Records from a dataset:
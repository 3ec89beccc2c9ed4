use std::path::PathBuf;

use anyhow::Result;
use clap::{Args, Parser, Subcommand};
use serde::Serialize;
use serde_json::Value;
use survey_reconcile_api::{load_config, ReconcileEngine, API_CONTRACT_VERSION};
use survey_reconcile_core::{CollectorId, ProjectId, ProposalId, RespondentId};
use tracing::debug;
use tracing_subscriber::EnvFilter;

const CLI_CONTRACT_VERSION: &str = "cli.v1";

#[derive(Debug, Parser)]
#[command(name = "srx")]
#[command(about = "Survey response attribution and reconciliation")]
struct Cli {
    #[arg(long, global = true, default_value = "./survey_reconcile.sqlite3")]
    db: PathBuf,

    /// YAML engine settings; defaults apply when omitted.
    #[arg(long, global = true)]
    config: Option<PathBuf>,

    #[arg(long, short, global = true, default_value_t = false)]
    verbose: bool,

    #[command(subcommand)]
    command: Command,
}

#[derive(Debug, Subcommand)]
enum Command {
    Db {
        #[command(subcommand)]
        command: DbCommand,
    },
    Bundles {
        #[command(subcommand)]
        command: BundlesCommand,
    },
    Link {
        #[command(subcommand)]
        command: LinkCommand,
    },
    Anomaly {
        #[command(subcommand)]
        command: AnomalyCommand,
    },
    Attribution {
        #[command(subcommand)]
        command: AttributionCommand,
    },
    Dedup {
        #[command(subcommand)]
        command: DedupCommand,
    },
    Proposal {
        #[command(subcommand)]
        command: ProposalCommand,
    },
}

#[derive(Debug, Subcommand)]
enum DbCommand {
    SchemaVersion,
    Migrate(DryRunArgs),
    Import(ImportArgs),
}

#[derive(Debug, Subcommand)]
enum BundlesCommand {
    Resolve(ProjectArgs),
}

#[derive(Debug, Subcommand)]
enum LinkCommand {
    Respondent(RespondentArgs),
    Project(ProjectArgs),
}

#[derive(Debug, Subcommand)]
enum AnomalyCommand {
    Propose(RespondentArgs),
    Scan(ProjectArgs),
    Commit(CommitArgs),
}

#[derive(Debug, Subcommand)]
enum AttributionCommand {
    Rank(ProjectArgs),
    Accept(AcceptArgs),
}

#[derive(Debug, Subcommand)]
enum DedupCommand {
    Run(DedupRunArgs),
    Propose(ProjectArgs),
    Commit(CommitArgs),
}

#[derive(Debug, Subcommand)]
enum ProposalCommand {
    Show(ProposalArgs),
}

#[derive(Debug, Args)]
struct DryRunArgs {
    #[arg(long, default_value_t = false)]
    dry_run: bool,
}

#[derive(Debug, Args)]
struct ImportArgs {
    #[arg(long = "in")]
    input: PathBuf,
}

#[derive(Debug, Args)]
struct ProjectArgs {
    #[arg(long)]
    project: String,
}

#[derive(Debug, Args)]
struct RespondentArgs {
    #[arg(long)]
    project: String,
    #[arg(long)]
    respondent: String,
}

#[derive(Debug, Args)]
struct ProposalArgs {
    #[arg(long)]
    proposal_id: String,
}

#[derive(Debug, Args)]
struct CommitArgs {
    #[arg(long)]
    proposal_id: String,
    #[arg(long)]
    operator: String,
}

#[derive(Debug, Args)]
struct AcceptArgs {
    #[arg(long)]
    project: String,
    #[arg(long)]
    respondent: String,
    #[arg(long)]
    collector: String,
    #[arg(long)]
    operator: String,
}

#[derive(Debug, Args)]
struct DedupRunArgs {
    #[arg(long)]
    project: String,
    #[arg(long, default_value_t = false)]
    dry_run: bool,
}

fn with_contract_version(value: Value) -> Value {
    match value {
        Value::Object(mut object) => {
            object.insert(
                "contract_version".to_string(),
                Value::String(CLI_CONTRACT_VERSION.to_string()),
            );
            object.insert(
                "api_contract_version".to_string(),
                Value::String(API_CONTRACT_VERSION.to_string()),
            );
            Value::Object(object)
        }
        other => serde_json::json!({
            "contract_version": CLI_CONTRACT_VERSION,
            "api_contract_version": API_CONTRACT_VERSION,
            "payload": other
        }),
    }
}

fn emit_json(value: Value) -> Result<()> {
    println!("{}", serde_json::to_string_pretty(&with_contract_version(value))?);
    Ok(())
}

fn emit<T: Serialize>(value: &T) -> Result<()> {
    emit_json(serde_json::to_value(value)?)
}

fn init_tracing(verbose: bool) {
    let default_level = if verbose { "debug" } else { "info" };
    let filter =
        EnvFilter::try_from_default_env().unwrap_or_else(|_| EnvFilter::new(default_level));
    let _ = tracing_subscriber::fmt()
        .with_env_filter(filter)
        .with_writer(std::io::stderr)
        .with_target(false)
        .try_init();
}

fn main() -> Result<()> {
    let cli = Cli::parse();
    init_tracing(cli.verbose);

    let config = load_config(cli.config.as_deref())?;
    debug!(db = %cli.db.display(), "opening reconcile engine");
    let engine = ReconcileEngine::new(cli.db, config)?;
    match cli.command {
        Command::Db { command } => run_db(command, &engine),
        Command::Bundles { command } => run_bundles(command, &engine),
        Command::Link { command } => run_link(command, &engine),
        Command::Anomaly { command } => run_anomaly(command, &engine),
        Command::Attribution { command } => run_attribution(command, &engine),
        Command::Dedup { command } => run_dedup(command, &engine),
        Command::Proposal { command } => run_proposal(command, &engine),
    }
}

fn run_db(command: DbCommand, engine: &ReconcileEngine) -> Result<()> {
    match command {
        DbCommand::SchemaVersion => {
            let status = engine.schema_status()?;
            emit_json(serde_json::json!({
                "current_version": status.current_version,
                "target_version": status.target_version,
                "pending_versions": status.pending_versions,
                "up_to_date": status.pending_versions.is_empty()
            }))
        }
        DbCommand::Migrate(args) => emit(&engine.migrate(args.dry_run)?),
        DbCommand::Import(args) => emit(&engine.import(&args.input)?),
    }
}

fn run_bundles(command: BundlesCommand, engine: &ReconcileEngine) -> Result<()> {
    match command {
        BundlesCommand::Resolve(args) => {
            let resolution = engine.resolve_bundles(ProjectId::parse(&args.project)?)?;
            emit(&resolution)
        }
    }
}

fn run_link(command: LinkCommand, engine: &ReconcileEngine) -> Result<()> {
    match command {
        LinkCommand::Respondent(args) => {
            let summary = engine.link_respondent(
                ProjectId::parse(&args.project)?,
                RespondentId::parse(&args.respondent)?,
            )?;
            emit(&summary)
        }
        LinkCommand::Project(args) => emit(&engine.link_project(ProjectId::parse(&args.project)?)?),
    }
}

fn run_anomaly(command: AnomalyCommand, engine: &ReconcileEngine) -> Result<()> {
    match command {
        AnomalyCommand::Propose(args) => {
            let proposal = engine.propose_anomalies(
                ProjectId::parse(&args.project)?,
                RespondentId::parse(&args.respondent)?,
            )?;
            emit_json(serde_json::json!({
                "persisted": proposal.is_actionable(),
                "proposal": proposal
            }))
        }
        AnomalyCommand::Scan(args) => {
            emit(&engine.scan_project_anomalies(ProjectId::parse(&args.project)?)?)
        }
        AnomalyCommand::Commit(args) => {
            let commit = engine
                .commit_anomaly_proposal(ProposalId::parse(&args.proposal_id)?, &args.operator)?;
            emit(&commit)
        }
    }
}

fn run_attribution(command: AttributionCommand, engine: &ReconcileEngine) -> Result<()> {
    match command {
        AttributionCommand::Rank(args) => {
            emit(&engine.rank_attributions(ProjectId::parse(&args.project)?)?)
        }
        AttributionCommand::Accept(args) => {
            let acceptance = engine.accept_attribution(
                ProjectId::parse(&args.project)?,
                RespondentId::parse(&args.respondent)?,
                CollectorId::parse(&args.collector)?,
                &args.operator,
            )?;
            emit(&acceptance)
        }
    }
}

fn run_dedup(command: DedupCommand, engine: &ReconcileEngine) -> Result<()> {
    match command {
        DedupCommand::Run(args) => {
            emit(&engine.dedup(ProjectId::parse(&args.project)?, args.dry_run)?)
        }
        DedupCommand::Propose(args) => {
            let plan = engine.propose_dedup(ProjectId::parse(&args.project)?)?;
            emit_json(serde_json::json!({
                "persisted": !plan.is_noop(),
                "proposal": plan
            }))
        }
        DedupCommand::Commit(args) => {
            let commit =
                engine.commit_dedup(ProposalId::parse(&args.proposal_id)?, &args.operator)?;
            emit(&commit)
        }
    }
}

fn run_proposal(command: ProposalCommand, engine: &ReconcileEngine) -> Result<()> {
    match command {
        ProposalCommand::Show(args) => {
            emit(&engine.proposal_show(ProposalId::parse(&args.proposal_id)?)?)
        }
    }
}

Work request:
Lines above that include the string "EnvFilter" need to be copied.

Task answer:
use tracing_subscriber::EnvFilter;
        EnvFilter::try_from_default_env().unwrap_or_else(|_| EnvFilter::new(default_level));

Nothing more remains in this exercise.